- _PROBLEM_
Copy each line containing "BTreeMap" from the listing below.

:: EXERCISE MATERIALS ::

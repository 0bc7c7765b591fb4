// Application layer - fetcher, listener, projections and the sync loop
pub mod dashboard_source;
pub mod events;
pub mod indicator;
pub mod snapshot_fetcher;
pub mod stream_listener;
pub mod sync_context;
pub mod widgets;
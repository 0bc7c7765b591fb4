// Map markers: full clear-and-redraw per location fetch
use super::Synchronizer;
use crate::domain::snapshot::{LocationSnapshot, LocationStatus};
use serde::Serialize;

const BASE_RADIUS: f64 = 15.0;
const DENSITY_PER_RADIUS_UNIT: f64 = 5.0;

const HIGH_COLOR: &str = "#f72585";
const MEDIUM_COLOR: &str = "#ff9e00";
const LOW_COLOR: &str = "#4cc9f0";

#[derive(Debug, Clone, PartialEq, Serialize)]
pub struct MarkerView {
    pub name: String,
    pub lat: f64,
    pub lng: f64,
    pub radius: f64,
    pub fill_color: String,
    pub popup: String,
}

#[derive(Debug, Clone, PartialEq, Serialize, Default)]
pub struct MapView {
    pub markers: Vec<MarkerView>,
}

pub fn marker_radius(density: f64) -> f64 {
    BASE_RADIUS + density / DENSITY_PER_RADIUS_UNIT
}

pub fn tier_color(status: LocationStatus) -> &'static str {
    match status {
        LocationStatus::High => HIGH_COLOR,
        LocationStatus::Medium => MEDIUM_COLOR,
        LocationStatus::Low => LOW_COLOR,
    }
}

pub struct MapMarkers;

impl Synchronizer for MapMarkers {
    type Input = [LocationSnapshot];
    type View = MapView;

    fn project(&self, input: &[LocationSnapshot]) -> MapView {
        let markers = input
            .iter()
            .map(|l| MarkerView {
                name: l.name.clone(),
                lat: l.lat,
                lng: l.lng,
                radius: marker_radius(l.density),
                fill_color: tier_color(l.status).to_string(),
                popup: format!(
                    "{}\nDensity: {}%\nStatus: {}\nAnomalies: {}\nReadings: {}",
                    l.name,
                    l.density,
                    l.status.as_str().to_uppercase(),
                    l.anomalies,
                    l.readings
                ),
            })
            .collect();

        MapView { markers }
    }
}
//! Scripted in-memory sandbox provider shared by the integration tests.

#![allow(dead_code)]

use std::collections::{BTreeMap, HashMap, HashSet};
use std::sync::{Arc, Mutex};
use std::time::Duration;

use async_trait::async_trait;
use base64::Engine;
use tokio::sync::mpsc;

use devbox::provider::{
    CreateSandbox, ExecOutput, OutputLine, ProviderError, SandboxHandle, SandboxProvider,
};
use devbox::Config;

pub const PROJECT_DIR: &str = "/home/user/app";

/// Knobs for how the fake behaves.
#[derive(Debug, Clone, Default)]
pub struct Behavior {
    pub fail_create: bool,
    pub fail_writes: bool,
    /// `connect` never answers.
    pub hang_connect: bool,
    /// How long `npm install` takes.
    pub install_delay: Option<Duration>,
    /// The installer connection drops instead of finishing.
    pub crash_install: bool,
    /// Packages the installer silently fails to add.
    pub failing_packages: HashSet<String>,
    /// Extra lines printed by the installer before it exits.
    pub install_lines: Vec<OutputLine>,
}

#[derive(Debug, Default)]
struct State {
    next_id: usize,
    live: HashSet<String>,
    files: HashMap<String, BTreeMap<String, String>>,
    creates: usize,
    kills: HashMap<String, usize>,
    installs: Vec<Vec<String>>,
    scripts: Vec<String>,
}

#[derive(Debug, Default)]
pub struct FakeProvider {
    behavior: Mutex<Behavior>,
    state: Mutex<State>,
}

impl FakeProvider {
    pub fn new() -> Arc<Self> {
        Arc::new(Self::default())
    }

    pub fn with_behavior(behavior: Behavior) -> Arc<Self> {
        Arc::new(Self {
            behavior: Mutex::new(behavior),
            state: Mutex::default(),
        })
    }

    pub fn set_behavior(&self, behavior: Behavior) {
        *self.behavior.lock().unwrap() = behavior;
    }

    fn behavior(&self) -> Behavior {
        self.behavior.lock().unwrap().clone()
    }

    pub fn creates(&self) -> usize {
        self.state.lock().unwrap().creates
    }

    pub fn kills(&self, id: &str) -> usize {
        self.state.lock().unwrap().kills.get(id).copied().unwrap_or(0)
    }

    pub fn is_live(&self, id: &str) -> bool {
        self.state.lock().unwrap().live.contains(id)
    }

    /// Package lists passed to each `npm install <pkgs>` run.
    pub fn installs(&self) -> Vec<Vec<String>> {
        self.state.lock().unwrap().installs.clone()
    }

    pub fn scripts(&self) -> Vec<String> {
        self.state.lock().unwrap().scripts.clone()
    }

    pub fn file(&self, id: &str, path: &str) -> Option<String> {
        let state = self.state.lock().unwrap();
        state.files.get(id)?.get(&absolute(path)).cloned()
    }

    pub fn put_file(&self, id: &str, path: &str, content: &str) {
        let mut state = self.state.lock().unwrap();
        state
            .files
            .entry(id.to_string())
            .or_default()
            .insert(absolute(path), content.to_string());
    }

    /// Add a running sandbox that this process never created.
    pub fn seed_sandbox(&self, id: &str, files: &[(&str, &str)]) {
        let mut state = self.state.lock().unwrap();
        state.live.insert(id.to_string());
        let fs = state.files.entry(id.to_string()).or_default();
        for (path, content) in files {
            fs.insert(absolute(path), content.to_string());
        }
    }

    fn dependencies(&self, id: &str) -> BTreeMap<String, String> {
        self.file(id, "package.json")
            .and_then(|raw| serde_json::from_str::<serde_json::Value>(&raw).ok())
            .and_then(|json| json.get("dependencies").cloned())
            .and_then(|deps| serde_json::from_value(deps).ok())
            .unwrap_or_default()
    }

    fn enumerate(&self, id: &str) -> String {
        let engine = base64::engine::general_purpose::STANDARD;
        let state = self.state.lock().unwrap();
        let prefix = format!("{}/", PROJECT_DIR);
        let mut out = String::new();
        if let Some(fs) = state.files.get(id) {
            for (path, content) in fs {
                let Some(relative) = path.strip_prefix(&prefix) else {
                    continue;
                };
                out.push_str(&format!(
                    "FILE\t{}\t{}\t1700000000\t{}\n",
                    relative,
                    content.len(),
                    engine.encode(content)
                ));
            }
        }
        out
    }

    async fn run_install(
        &self,
        id: &str,
        script: &str,
        lines: Option<&mpsc::UnboundedSender<OutputLine>>,
    ) -> Result<ExecOutput, ProviderError> {
        let behavior = self.behavior();
        let packages = quoted_args(script.split("--loglevel=warn").nth(1).unwrap_or(""));
        self.state.lock().unwrap().installs.push(packages.clone());

        if let Some(delay) = behavior.install_delay {
            tokio::time::sleep(delay).await;
        }
        if behavior.crash_install {
            return Err(ProviderError::Server("connection reset by peer".to_string()));
        }

        let mut deps = self.dependencies(id);
        let mut failed = false;
        for spec in &packages {
            let name = devbox::models::package_name(spec).to_string();
            if behavior.failing_packages.contains(&name) {
                failed = true;
                continue;
            }
            deps.insert(name, "^1.0.0".to_string());
        }
        let package_json = serde_json::json!({ "name": "app", "dependencies": deps });
        self.put_file(id, "package.json", &package_json.to_string());

        let mut output = ExecOutput::default();
        let mut emitted = behavior.install_lines.clone();
        emitted.push(OutputLine::stdout(format!(
            "added {} packages in 1s",
            packages.len()
        )));
        for line in emitted {
            output.stdout.push_str(&line.text);
            output.stdout.push('\n');
            if let Some(tx) = lines {
                let _ = tx.send(line);
            }
        }
        if failed {
            output.exit_code = 1;
        }
        Ok(output)
    }

    async fn dispatch(
        &self,
        handle: &SandboxHandle,
        script: &str,
        lines: Option<&mpsc::UnboundedSender<OutputLine>>,
    ) -> Result<ExecOutput, ProviderError> {
        {
            let mut state = self.state.lock().unwrap();
            state.scripts.push(script.to_string());
            if !state.live.contains(&handle.id) {
                return Err(ProviderError::NotFound(handle.id.clone()));
            }
        }

        let ok = |stdout: String| -> Result<ExecOutput, ProviderError> {
            Ok(ExecOutput {
                stdout,
                ..Default::default()
            })
        };

        if script.contains("find .") {
            return ok(self.enumerate(&handle.id));
        }
        if script.contains("--loglevel=warn") {
            return self.run_install(&handle.id, script, lines).await;
        }
        if let Some(rest) = script.strip_prefix("cat ") {
            let path = quoted_args(rest).into_iter().next().unwrap_or_default();
            let state = self.state.lock().unwrap();
            return match state.files.get(&handle.id).and_then(|fs| fs.get(&path)) {
                Some(content) => ok(content.clone()),
                None => Ok(ExecOutput {
                    stderr: format!("cat: {}: No such file or directory", path),
                    exit_code: 1,
                    ..Default::default()
                }),
            };
        }
        if script.starts_with("test -d") {
            let state = self.state.lock().unwrap();
            let present = state
                .files
                .get(&handle.id)
                .is_some_and(|fs| fs.keys().any(|p| p.starts_with(PROJECT_DIR)));
            return if present {
                ok("ok\n".to_string())
            } else {
                Ok(ExecOutput {
                    exit_code: 1,
                    ..Default::default()
                })
            };
        }
        ok(String::new())
    }
}

#[async_trait]
impl SandboxProvider for FakeProvider {
    async fn create(&self, _request: &CreateSandbox) -> Result<SandboxHandle, ProviderError> {
        if self.behavior().fail_create {
            return Err(ProviderError::Server("capacity exhausted".to_string()));
        }
        let mut state = self.state.lock().unwrap();
        state.creates += 1;
        state.next_id += 1;
        let id = format!("sbx-{}", state.next_id);
        state.live.insert(id.clone());
        Ok(SandboxHandle {
            host: format!("{}.fake.test", id),
            id,
        })
    }

    async fn connect(&self, id: &str) -> Result<SandboxHandle, ProviderError> {
        if self.behavior().hang_connect {
            std::future::pending::<()>().await;
        }
        let state = self.state.lock().unwrap();
        if state.live.contains(id) {
            Ok(SandboxHandle {
                id: id.to_string(),
                host: format!("{}.fake.test", id),
            })
        } else {
            Err(ProviderError::NotFound(id.to_string()))
        }
    }

    async fn kill(&self, handle: &SandboxHandle) -> Result<(), ProviderError> {
        let mut state = self.state.lock().unwrap();
        *state.kills.entry(handle.id.clone()).or_default() += 1;
        if state.live.remove(&handle.id) {
            Ok(())
        } else {
            Err(ProviderError::NotFound(handle.id.clone()))
        }
    }

    async fn exec(
        &self,
        handle: &SandboxHandle,
        script: &str,
        _timeout: Duration,
    ) -> Result<ExecOutput, ProviderError> {
        self.dispatch(handle, script, None).await
    }

    async fn exec_streaming(
        &self,
        handle: &SandboxHandle,
        script: &str,
        _timeout: Duration,
        lines: mpsc::UnboundedSender<OutputLine>,
    ) -> Result<ExecOutput, ProviderError> {
        self.dispatch(handle, script, Some(&lines)).await
    }

    async fn write_files(
        &self,
        handle: &SandboxHandle,
        files: &[(String, String)],
        _timeout: Duration,
    ) -> Result<(), ProviderError> {
        if self.behavior().fail_writes {
            return Err(ProviderError::Server("disk full".to_string()));
        }
        let mut state = self.state.lock().unwrap();
        let fs = state.files.entry(handle.id.clone()).or_default();
        for (path, content) in files {
            fs.insert(path.clone(), content.clone());
        }
        Ok(())
    }
}

/// Single-quoted arguments in a shell fragment, unquoted.
fn quoted_args(fragment: &str) -> Vec<String> {
    fragment
        .split('\'')
        .skip(1)
        .step_by(2)
        .map(str::to_string)
        .collect()
}

fn absolute(path: &str) -> String {
    if path.starts_with('/') {
        path.to_string()
    } else {
        format!("{}/{}", PROJECT_DIR, path)
    }
}

/// Config for a live provider with no pauses.
pub fn test_config() -> Config {
    Config::offline()
        .with_api_key("test-key")
        .with_restart_pause(Duration::ZERO)
}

:::

- _RESPONSE BELOW_
use std::collections::{BTreeMap, HashMap, HashSet};
    files: HashMap<String, BTreeMap<String, String>>,
    fn dependencies(&self, id: &str) -> BTreeMap<String, String> {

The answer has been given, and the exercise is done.